In attacking the jungle of the unknown or unarticulated, Hegel’s dialectic pattern of discourse seems to cut like a pair of scissors, unlike a simple assertion of claims that is more like a club. It is a one-two-three in terms of time stages: thesis, antithesis,

synthesis. But each stage involves a pair of ideas. We invoke a pair of things that might seem to go together (a thesis), postulate their opposites (the antithesis), and then reconcile them (synthesis) by taking parts from each. The process can achieve

(or take the listener through) an increment in knowledge, or perhaps even wisdom.

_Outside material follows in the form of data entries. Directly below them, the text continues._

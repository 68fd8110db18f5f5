//! Server lifecycle: binding, readiness probing and shutdown.

use super::config::ServerConfig;
use super::service::RouterService;
use may::coroutine::JoinHandle;
use may_minihttp::HttpServer;
use std::io;
use std::net::{SocketAddr, TcpStream, ToSocketAddrs};
use std::thread;
use std::time::{Duration, Instant};
use tracing::{debug, info};

const READY_TIMEOUT: Duration = Duration::from_secs(1);
const READY_PROBE_INTERVAL: Duration = Duration::from_millis(5);

/// Start a router service with the given configuration.
///
/// Applies the coroutine stack size, resolves the configured bind address
/// and spawns the accept loop. The returned handle probes readiness and
/// stops the server.
///
/// # Errors
///
/// Fails when the configured address does not resolve or the port cannot be
/// bound.
pub fn serve(service: RouterService, config: &ServerConfig) -> io::Result<ServerHandle> {
    may::config().set_stack_size(config.stack_size);
    let addr = config
        .addr()
        .to_socket_addrs()?
        .next()
        .ok_or_else(|| {
            io::Error::new(
                io::ErrorKind::InvalidInput,
                format!("invalid bind address: {}", config.addr()),
            )
        })?;
    let handle = HttpServer(service).start(addr)?;
    info!(
        addr = %addr,
        stack_size = config.stack_size,
        "http server started"
    );
    Ok(ServerHandle { addr, handle })
}

/// Handle to a running server.
pub struct ServerHandle {
    addr: SocketAddr,
    handle: JoinHandle<()>,
}

impl ServerHandle {
    /// The bound address.
    pub fn addr(&self) -> SocketAddr {
        self.addr
    }

    /// Block until the listener accepts connections, probing the bound
    /// address until the readiness deadline passes.
    pub fn wait_ready(&self) -> io::Result<()> {
        let deadline = Instant::now() + READY_TIMEOUT;
        loop {
            match TcpStream::connect(self.addr) {
                Ok(_) => {
                    debug!(addr = %self.addr, "listener ready");
                    return Ok(());
                }
                Err(probe_error) => {
                    if Instant::now() >= deadline {
                        return Err(io::Error::new(
                            io::ErrorKind::TimedOut,
                            format!("server not ready on {}: {probe_error}", self.addr),
                        ));
                    }
                    thread::sleep(READY_PROBE_INTERVAL);
                }
            }
        }
    }

    /// Cancel the accept loop and wait for it to unwind.
    pub fn stop(self) {
        info!(addr = %self.addr, "stopping http server");
        unsafe {
            self.handle.coroutine().cancel();
        }
        let _ = self.handle.join();
    }

    /// Wait for the accept loop without stopping it.
    pub fn join(self) -> thread::Result<()> {
        self.handle.join()
    }
}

A Wikipedia example, on a grand but vague topic, illustrates the structure, and also its rhetorical feeling of profound progress:

Thesis : unconscious + unity

Antithesis : conscious + separation

Synthesis : conscious + unity

The word “synthesis” refers to combining or putting things together. Synthesis is the opposite of “analysis,” which is taking things apart. A dialectical synthesis combines the thesis and the antithesis; it never introduces a new concept not found in either the thesis or the antithesis. Most dialectics have two concepts per stage, in which case the synthesis stage incorporates one concept from the thesis and one from the antithesis. ( http://en.wikipedia.org/wiki/Thesis-antithesis-synthesis

) b. Splitting and lumping (analysis and synthesis)

The words analysis and synthesis are more general, and also form a kind of mental scissors. Science often snips its way forward using the creative tension between reductionism vs. holism, or analysis vs. synthesis, or “splitting vs. lumping.” Some say these are two personality types, “splitters and lumpers”. Which are you?

Ultimately, we all use them both, and being able to switch views is powerful. But I do find that different people seem to have a predilection for one or the other. c. Bayesian thinking

In science, applied logic like the philosophy tools above is not enough: we need a role for evidence. Another powerful pattern of scientific discourse to know about is

Bayesian inference. This has a 3-step sequence in time, like human learning: Prior,

Evidence, Posterior (Repeat). It explicitly acknowledges that prior information always conditions our view of evidence. If we are rational, evidence improves our

posterior assessment (or knowledge, or information, or estimation) about the topic in question. Bayesian thinking is a humanistic, procedural view of knowledge and its creation, and for centuries has rankled stuffy scientists who take science’s myth of objectivity very literally and seriously (The Theory that Would Not Die, a 2011 book by Sharon McGrayne, describes the history of Bayesian reasoning). Today Bayesian thinking is on the rise, because it is powerful; this is one of the ways ours is sometimes called a “post-modern” age. But of course, if prior knowledge is so wrong that it misleads us about the meaning of evidence, then successive Bayesian inferences can lead us astray, and a paradigm jump may be needed to get out of the rut. And people with different priors may never convince each other, even with infinite amounts of evidence. d. the systems approach

What system are you studying? What is a system?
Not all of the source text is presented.